(Stored records)
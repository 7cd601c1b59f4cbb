//! Uninstall command implementation.
use anyhow::Result;
use std::sync::Arc;

use crate::cli::GlobalOpts;
use crate::logging::Logger;
use crate::tasks::{self, RunOptions};

/// Run the uninstall command.
///
/// # Errors
///
/// Returns an error if the root or home cannot be resolved or a link cannot
/// be removed.
pub fn run(global: &GlobalOpts, log: &Arc<Logger>) -> Result<()> {
    let options = RunOptions {
        dry_run: global.dry_run,
        ..RunOptions::default()
    };
    let ctx = super::build_context(global, options, log)?;
    let tasks = tasks::all_uninstall_tasks();
    super::run_tasks_to_completion(tasks.iter().map(Box::as_ref), &ctx, log)
}
//! Domain-specific error types for the installer.
//!
//! Internal modules return [`anyhow::Error`] with context; the problems a run
//! can run into are classified as [`InstallError`] so they can be collected
//! and reported together once every link has been attempted.
//!
//! # Severity
//!
//! ```text
//! InstallError
//! ├── DestinationRootUnwritable  : fatal, aborts before any link
//! ├── MissingSource              : error, fails the run
//! ├── LinkCreationFailed         : error, fails the run
//! ├── PackageManagerUnavailable  : warning
//! ├── ManifestMissing            : warning
//! ├── PackageInstallFailed       : warning
//! └── ShellChangeFailed          : warning
//! ```

use std::path::PathBuf;

use thiserror::Error;

/// How a problem affects the outcome of a run.
#[derive(Debug, Clone, Copy, PartialEq, Eq, PartialOrd, Ord)]
pub enum Severity {
    /// Reported, but the run still succeeds.
    Warning,
    /// The run continues but exits non-zero.
    Error,
    /// The run stops immediately.
    Fatal,
}

/// A problem encountered while installing.
#[derive(Error, Debug)]
pub enum InstallError {
    /// A link table entry's source does not exist in the repository.
    #[error("source not found: {}", path.display())]
    MissingSource {
        /// Absolute path of the missing source.
        path: PathBuf,
    },

    /// The config root could not be created.
    #[error("cannot create config root {}: {source}", path.display())]
    DestinationRootUnwritable {
        /// Config root that could not be created.
        path: PathBuf,
        /// Underlying I/O error.
        source: std::io::Error,
    },

    /// Creating (or replacing) an individual link failed.
    #[error("failed to link {}: {reason}", destination.display())]
    LinkCreationFailed {
        /// Destination path of the link.
        destination: PathBuf,
        /// Human-readable cause, including the error chain.
        reason: String,
    },

    /// The package manager binary is not on `PATH`.
    #[error("package manager '{program}' not found on PATH")]
    PackageManagerUnavailable {
        /// Name of the package manager binary.
        program: String,
    },

    /// The package manifest is absent from the repository.
    #[error("package manifest not found: {}", path.display())]
    ManifestMissing {
        /// Expected manifest path.
        path: PathBuf,
    },

    /// The package manager ran but reported a failure.
    #[error("'{program}' failed (exit {exit_code}): {stderr}")]
    PackageInstallFailed {
        /// Package manager binary that was invoked.
        program: String,
        /// Exit code, `-1` if the process was killed by a signal.
        exit_code: i32,
        /// Captured standard error.
        stderr: String,
    },

    /// The login shell could not be changed.
    #[error("cannot change login shell: {reason}")]
    ShellChangeFailed {
        /// Human-readable cause.
        reason: String,
    },
}

impl InstallError {
    /// Classify this problem.
    #[must_use]
    pub const fn severity(&self) -> Severity {
        match self {
            Self::DestinationRootUnwritable { .. } => Severity::Fatal,
            Self::MissingSource { .. } | Self::LinkCreationFailed { .. } => Severity::Error,
            Self::PackageManagerUnavailable { .. }
            | Self::ManifestMissing { .. }
            | Self::PackageInstallFailed { .. }
            | Self::ShellChangeFailed { .. } => Severity::Warning,
        }
    }

    /// Whether this problem makes the run exit non-zero.
    #[must_use]
    pub fn fails_run(&self) -> bool {
        self.severity() >= Severity::Error
    }
}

→ ACTIVITY
In the lines above, locate the string "InstallError". Copy every line where it occurs.

→ OUTPUT BELOW
//! can run into are classified as [`InstallError`] so they can be collected
//! InstallError
pub enum InstallError {
impl InstallError {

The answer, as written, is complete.